*ACTIVITY:* Provide nothing except how many lines of the data contain the word "DistributionSource".

*INFORMATION SUPPLIED:*
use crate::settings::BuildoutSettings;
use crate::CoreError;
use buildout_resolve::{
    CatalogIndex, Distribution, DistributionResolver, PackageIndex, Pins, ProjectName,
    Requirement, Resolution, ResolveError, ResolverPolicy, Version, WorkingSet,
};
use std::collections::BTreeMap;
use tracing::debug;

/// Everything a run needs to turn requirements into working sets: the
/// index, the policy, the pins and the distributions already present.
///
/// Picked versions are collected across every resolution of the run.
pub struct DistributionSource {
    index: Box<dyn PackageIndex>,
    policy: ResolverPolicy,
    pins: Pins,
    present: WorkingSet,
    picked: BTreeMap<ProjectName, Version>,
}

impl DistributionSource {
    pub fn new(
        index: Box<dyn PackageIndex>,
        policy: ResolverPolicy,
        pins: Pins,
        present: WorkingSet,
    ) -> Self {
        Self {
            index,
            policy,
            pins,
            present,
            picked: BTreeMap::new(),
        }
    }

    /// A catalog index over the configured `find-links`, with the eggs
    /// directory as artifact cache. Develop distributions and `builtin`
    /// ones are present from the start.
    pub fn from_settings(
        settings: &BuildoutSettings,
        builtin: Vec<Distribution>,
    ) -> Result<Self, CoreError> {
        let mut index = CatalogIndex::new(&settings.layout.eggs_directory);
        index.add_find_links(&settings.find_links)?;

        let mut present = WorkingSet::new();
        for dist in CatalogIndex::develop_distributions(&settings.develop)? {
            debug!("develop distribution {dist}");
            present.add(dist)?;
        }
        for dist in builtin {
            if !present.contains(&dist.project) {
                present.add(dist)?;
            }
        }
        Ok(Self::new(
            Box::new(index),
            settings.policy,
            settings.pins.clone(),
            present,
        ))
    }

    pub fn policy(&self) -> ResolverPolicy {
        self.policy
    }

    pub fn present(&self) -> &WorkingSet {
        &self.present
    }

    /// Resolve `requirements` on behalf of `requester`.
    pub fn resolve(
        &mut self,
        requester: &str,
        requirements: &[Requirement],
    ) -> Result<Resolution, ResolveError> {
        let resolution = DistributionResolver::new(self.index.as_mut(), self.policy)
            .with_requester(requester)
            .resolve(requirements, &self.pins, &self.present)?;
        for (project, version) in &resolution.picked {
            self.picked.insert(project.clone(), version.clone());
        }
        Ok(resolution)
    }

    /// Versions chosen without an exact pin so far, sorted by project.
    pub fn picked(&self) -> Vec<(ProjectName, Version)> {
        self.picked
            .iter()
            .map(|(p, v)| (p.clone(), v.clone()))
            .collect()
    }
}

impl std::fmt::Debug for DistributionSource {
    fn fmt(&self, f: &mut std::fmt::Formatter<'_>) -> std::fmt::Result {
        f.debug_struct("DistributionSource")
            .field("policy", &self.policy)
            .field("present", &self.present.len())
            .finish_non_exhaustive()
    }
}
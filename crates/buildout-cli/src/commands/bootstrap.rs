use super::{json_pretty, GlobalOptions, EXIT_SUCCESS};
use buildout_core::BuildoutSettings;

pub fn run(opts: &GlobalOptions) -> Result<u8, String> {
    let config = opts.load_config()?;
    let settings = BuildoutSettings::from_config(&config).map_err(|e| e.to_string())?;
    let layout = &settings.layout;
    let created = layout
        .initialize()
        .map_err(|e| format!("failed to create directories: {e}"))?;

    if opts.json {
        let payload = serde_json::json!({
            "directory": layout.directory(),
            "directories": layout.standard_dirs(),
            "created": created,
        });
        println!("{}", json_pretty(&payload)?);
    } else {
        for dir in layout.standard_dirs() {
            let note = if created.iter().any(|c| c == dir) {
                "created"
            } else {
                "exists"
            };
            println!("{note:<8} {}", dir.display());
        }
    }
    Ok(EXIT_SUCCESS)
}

*OUTPUT OF THE TASK:* 4